**WHAT THE EXERCISE ASKS:**
Transcribe the data below verbatim from the line with "let ballot = system.ballot.address();" to the line with "assert_eq!(system.ballot.owner().await.unwrap(), admin);". Include both of those lines.

**THE INPUT:**
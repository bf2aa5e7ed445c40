// Copyright (c) 2021-2024 Espresso Systems (espressosys.com)
// This file is part of the votechain repository.

// You should have received a copy of the MIT License
// along with the votechain repository. If not, see <https://mit-license.org/>.

//! Deploys the five components and wires them together
//!
//! The administrator owns the candidate manager, the election manager and the ballot. The voter
//! registry is handed to the ballot, which is also its delegated burn capability, so voting
//! rights can only be issued through [`BallotHandle::add_voters`].

use serde::{Deserialize, Serialize};
use tracing::info;

use crate::{
    types::{
        BallotHandle, CandidateManagerHandle, ElectionManagerHandle, ResultsHandle,
        VoterRegistryHandle,
    },
    Address, Ledger, LedgerError, Storage,
};

/// Where each component of a [`VotingSystem`] lives
#[derive(Clone, Copy, Debug, PartialEq, Eq, Hash, Serialize, Deserialize)]
pub struct Deployment {
    /// The voter registry
    pub voter_registry: Address,
    /// The candidate manager
    pub candidate_manager: Address,
    /// The election manager
    pub election_manager: Address,
    /// The ballot
    pub ballot: Address,
    /// The results aggregator
    pub results: Address,
}

/// Handles to a wired set of components
#[derive(Clone, Debug)]
pub struct VotingSystem<S: Storage> {
    /// The voter registry, owned by the ballot
    pub voter_registry: VoterRegistryHandle<S>,
    /// The candidate manager
    pub candidate_manager: CandidateManagerHandle<S>,
    /// The election manager
    pub election_manager: ElectionManagerHandle<S>,
    /// The ballot
    pub ballot: BallotHandle<S>,
    /// The results aggregator
    pub results: ResultsHandle<S>,
}

impl<S: Storage> VotingSystem<S> {
    /// Deploy and wire the five components on `ledger`, administered by `owner`.
    ///
    /// # Errors
    /// If any step is rejected or cannot be persisted. Steps that already committed stay
    /// committed.
    pub async fn deploy(ledger: &Ledger<S>, owner: Address) -> Result<Self, LedgerError> {
        let voter_registry = ledger.deploy_voter_registry(owner).await?;
        let candidate_manager = ledger.deploy_candidate_manager(owner).await?;
        let election_manager = ledger.deploy_election_manager(owner).await?;
        let ballot = ledger
            .deploy_ballot(
                owner,
                voter_registry.address(),
                candidate_manager.address(),
                election_manager.address(),
            )
            .await?;
        let results = ledger
            .deploy_results(
                owner,
                ballot.address(),
                election_manager.address(),
                candidate_manager.address(),
            )
            .await?;

        voter_registry
            .set_ballot_contract(owner, ballot.address())
            .await?;
        voter_registry
            .transfer_ownership(owner, ballot.address())
            .await?;

        let system = Self {
            voter_registry,
            candidate_manager,
            election_manager,
            ballot,
            results,
        };
        info!(deployment = ?system.deployment(), %owner, "Deployed voting system");
        Ok(system)
    }

    /// Attach to the components listed in `deployment`
    ///
    /// # Errors
    /// "No such contract" if an address does not host a component of the expected kind
    pub async fn attach(ledger: &Ledger<S>, deployment: Deployment) -> Result<Self, LedgerError> {
        Ok(Self {
            voter_registry: ledger.voter_registry(deployment.voter_registry).await?,
            candidate_manager: ledger
                .candidate_manager(deployment.candidate_manager)
                .await?,
            election_manager: ledger.election_manager(deployment.election_manager).await?,
            ballot: ledger.ballot(deployment.ballot).await?,
            results: ledger.results(deployment.results).await?,
        })
    }

    /// Attach to a deployment through its results aggregator, which references every other
    /// component directly or through the ballot
    ///
    /// # Errors
    /// "No such contract" if `results` or anything it references is missing
    pub async fn from_results(ledger: &Ledger<S>, results: Address) -> Result<Self, LedgerError> {
        let deployment = ledger
            .read(|state| {
                let aggregator = state.results(results)?;
                let ballot = state.ballot(aggregator.ballot())?;
                Ok::<_, LedgerError>(Deployment {
                    voter_registry: ballot.voter_registry(),
                    candidate_manager: aggregator.candidate_manager(),
                    election_manager: aggregator.election_manager(),
                    ballot: aggregator.ballot(),
                    results,
                })
            })
            .await?;
        Self::attach(ledger, deployment).await
    }

    /// Where each component lives
    #[must_use]
    pub fn deployment(&self) -> Deployment {
        Deployment {
            voter_registry: self.voter_registry.address(),
            candidate_manager: self.candidate_manager.address(),
            election_manager: self.election_manager.address(),
            ballot: self.ballot.address(),
            results: self.results.address(),
        }
    }

    /// The hosting ledger
    #[must_use]
    pub fn ledger(&self) -> &Ledger<S> {
        self.ballot.ledger()
    }
}

#[cfg(test)]
mod test {
    use std::sync::Arc;

    use votechain_types::{traits::clock::ManualClock, LedgerConfig};

    use super::*;
    use crate::traits::implementations::MemoryStorage;

    #[tokio::test(flavor = "multi_thread")]
    async fn deployment_hands_the_registry_to_the_ballot() {
        votechain_types::logging::setup_logging();
        let ledger = Ledger::new(
            LedgerConfig::default(),
            Arc::new(ManualClock::new(100)),
            MemoryStorage::empty(),
        )
        .await
        .unwrap();
        let admin = Address::from_low_u64_be(7);

        let system = VotingSystem::deploy(&ledger, admin).await.unwrap();
        let ballot = system.ballot.address();
        assert_eq!(system.voter_registry.owner().await.unwrap(), ballot);
        assert_eq!(
            system.voter_registry.ballot_contract().await.unwrap(),
            Some(ballot)
        );
        assert_eq!(system.ballot.owner().await.unwrap(), admin);
        assert_eq!(system.candidate_manager.owner().await.unwrap(), admin);
        assert_eq!(system.election_manager.owner().await.unwrap(), admin);

        let reattached = VotingSystem::from_results(&ledger, system.results.address())
            .await
            .unwrap();
        assert_eq!(reattached.deployment(), system.deployment());
    }

    #[tokio::test(flavor = "multi_thread")]
    async fn attaching_checks_every_kind() {
        let ledger = Ledger::new(
            LedgerConfig::default(),
            Arc::new(ManualClock::new(100)),
            MemoryStorage::empty(),
        )
        .await
        .unwrap();
        let system = VotingSystem::deploy(&ledger, Address::from_low_u64_be(7))
            .await
            .unwrap();
        let mut swapped = system.deployment();
        std::mem::swap(&mut swapped.ballot, &mut swapped.results);

        let err = VotingSystem::attach(&ledger, swapped).await.unwrap_err();
        assert!(err.protocol().is_some());
    }
}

**ANSWER TO THIS TASK:**
        let ballot = system.ballot.address();
        assert_eq!(system.voter_registry.owner().await.unwrap(), ballot);
        assert_eq!(
            system.voter_registry.ballot_contract().await.unwrap(),
            Some(ballot)
        );
        assert_eq!(system.ballot.owner().await.unwrap(), admin);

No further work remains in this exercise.